Why Indexing Outperforms Stock-Picking: Heaton, Polson and Witte

(Bloomberg View) -- Professional equity managers -- of mutual funds, pension funds or hedge funds -- use a number of methods to try to beat their benchmark index. These broadly fall into one of two camps, “active" and “passive," and a debate over which gets better results has raged since at least the late 1960s.

Passive managers have been able to claim the upper hand by pointing to the well-known tendency of active equity managers to underperform their benchmark index.

Although this conclusion is widely accepted, there have been few attempts to find out why the index crowd outperforms. After all, it is one thing for active equity managers to fail to beat the benchmark index -- that could imply only a lack of skill to do better than random selection. But it is much harder to explain why most active equity managers fail to keep up with the benchmark index, a shortcoming that implies these investment professionals are doing something that systematically leads to underperformance.

The answer, we believe, lies in the fact that the best performing stocks in a broad index perform much better than the other stocks in the index, most of which perform relatively badly. That means average index returns depend heavily on the relatively small set of winners.

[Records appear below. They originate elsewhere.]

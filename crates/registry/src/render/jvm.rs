use crate::error::Result;
use crate::tool::RenderContext;

use super::{ConfigFileCapability, ScriptWriter, ToolRenderer};

const GRADLE_INIT_SCRIPT: &str = "~/.gradle/init.d/mirrorkit-mirror.gradle";

/// Maven: a `settings.xml` mirroring `central`.
#[derive(Debug, Default, Clone, Copy)]
pub struct MavenRenderer;

fn maven_settings(id: &str, name: &str, url: &str) -> String {
    format!(
        r#"<?xml version="1.0" encoding="UTF-8"?>
<settings xmlns="http://maven.apache.org/SETTINGS/1.0.0"
          xmlns:xsi="http://www.w3.org/2001/XMLSchema-instance"
          xsi:schemaLocation="http://maven.apache.org/SETTINGS/1.0.0 http://maven.apache.org/xsd/settings-1.0.0.xsd">
  <mirrors>
    <mirror>
      <id>{id}</id>
      <name>{name}</name>
      <url>{url}</url>
      <mirrorOf>central</mirrorOf>
    </mirror>
  </mirrors>
</settings>
"#
    )
}

impl ToolRenderer for MavenRenderer {
    fn script(&self, ctx: &RenderContext<'_>) -> Result<String> {
        let mirror = ctx.mirror();
        let mut w = ScriptWriter::new(ctx);
        w.line("")
            .echo(format!("Configuring Maven mirror ({})...", mirror.name))
            .line("mkdir -p ~/.m2")
            .section("Back up the user settings (only on the first run)")
            .backup_once("~/.m2/settings.xml", false)
            .section("Write settings.xml")
            .heredoc(
                "cat > ~/.m2/settings.xml",
                &maven_settings(ctx.mirror_key(), &mirror.name, &mirror.url),
            )
            .echo("Wrote ~/.m2/settings.xml")
            .section("Verify")
            .line("grep -A 3 '<mirror>' ~/.m2/settings.xml")
            .line("")
            .echo(format!("Done. Maven now uses {}", mirror.name))
            .echo("To undo: mv ~/.m2/settings.xml.mirrorkit.bak ~/.m2/settings.xml");
        Ok(w.finish())
    }

    fn manual_command(&self, ctx: &RenderContext<'_>) -> Result<String> {
        Ok(format!(
            "# Add inside <mirrors> in ~/.m2/settings.xml:\n\
             <mirror><id>{}</id><url>{}</url><mirrorOf>central</mirrorOf></mirror>",
            ctx.mirror_key(),
            ctx.mirror().url
        ))
    }

    fn config_file(&self) -> Option<&dyn ConfigFileCapability> {
        Some(self)
    }
}

impl ConfigFileCapability for MavenRenderer {
    fn file_name(&self) -> &'static str {
        "settings.xml"
    }

    fn render_config_file(&self, ctx: &RenderContext<'_>) -> Result<String> {
        let mirror = ctx.mirror();
        Ok(maven_settings(ctx.mirror_key(), &mirror.name, &mirror.url))
    }
}

/// Gradle: an init script that adds the mirror to every build.
#[derive(Debug, Default, Clone, Copy)]
pub struct GradleRenderer;

fn gradle_init(url: &str) -> String {
    format!(
        "allprojects {{
    buildscript {{
        repositories {{
            maven {{ url '{url}' }}
        }}
    }}
    repositories {{
        maven {{ url '{url}' }}
    }}
}}
"
    )
}

impl ToolRenderer for GradleRenderer {
    fn script(&self, ctx: &RenderContext<'_>) -> Result<String> {
        let mirror = ctx.mirror();
        let mut w = ScriptWriter::new(ctx);
        w.line("")
            .echo(format!("Configuring Gradle mirror ({})...", mirror.name))
            .line("mkdir -p ~/.gradle/init.d")
            .section("Back up an earlier init script (only on the first run)")
            .backup_once(GRADLE_INIT_SCRIPT, false)
            .section("Write the init script applied to every build")
            .heredoc(&format!("cat > {GRADLE_INIT_SCRIPT}"), &gradle_init(&mirror.url))
            .echo(format!("Wrote {GRADLE_INIT_SCRIPT}"))
            .section("Verify")
            .line(format!("cat {GRADLE_INIT_SCRIPT}"))
            .line("")
            .echo(format!("Done. Gradle builds now resolve through {}", mirror.name))
            .echo(format!("To undo: rm {GRADLE_INIT_SCRIPT}"));
        Ok(w.finish())
    }

    fn manual_command(&self, ctx: &RenderContext<'_>) -> Result<String> {
        Ok(format!(
            "// In build.gradle or settings.gradle:\n\
             repositories {{\n\
             \x20   maven {{ url '{}' }}\n\
             }}",
            ctx.mirror().url
        ))
    }

    fn config_file(&self) -> Option<&dyn ConfigFileCapability> {
        Some(self)
    }
}

impl ConfigFileCapability for GradleRenderer {
    fn file_name(&self) -> &'static str {
        "mirrorkit-mirror.gradle"
    }

    fn render_config_file(&self, ctx: &RenderContext<'_>) -> Result<String> {
        Ok(format!(
            "// Gradle init script\n\
             // Generated by mirrorkit\n\
             // Location: {GRADLE_INIT_SCRIPT}\n\
             \n\
             {}",
            gradle_init(&ctx.mirror().url)
        ))
    }
}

We developed a simple model that incorporates this idea. By randomly selecting a small subset of securities from the index, we maximized the chance of outperforming the index -- which validates the allure of active equity management-- but it also maximized the chance of underperforming the index, with the chance of underperformance being larger than the chance of overperformance.

Here is a simple illustration of our main idea:

Consider an index of five securities. Four (though we don’t know which) will return 10% and one will return 50%.

Suppose active managers choose portfolios of one or two securities and each investment is weighted equally. There are 15 possible one or two security "portfolios." Of these, 10 will earn returns of 10%, because they will include only the 10% securities. Just five of the 15 portfolios will include the 50% winner, earning 30% if part of a two-security portfolio and 50% if it is the sole asset in a one-security portfolio. The mean average return for all possible actively managed portfolios will be 18%; the median actively managed portfolio will earn 10%. The equally weighted index of all five securities will earn 18%.

In other words, the average active-management return will be the same as the index, but two-thirds of the actively managed portfolios will underperform the index because they will omit the 50% winner.

This figure illustrates our basic finding that random stock selection from an index is more likely to underperform than overperform.

That is, if the typical active manager’s picks are no better than a random selection from the benchmark -- a view many active managers might endorse, at least when judging their peers -- then we can expect those active managers to underperform the index.

Researchers have focused on the costs of active management as primarily the fees paid to the managers. Our results suggest a much much higher cost: the inherently high probability of underperformance that comes with attempts at stock selection, which disproportionately increases the chance of underperformance relative to the chance of overperformance.

Those allocating assets (such as pension funds and endowments) should revisit the assumption that the only cost of active investing compared with indexing is the active managers' fees. The benefits of identifying the best active managers may be greater than previously thought.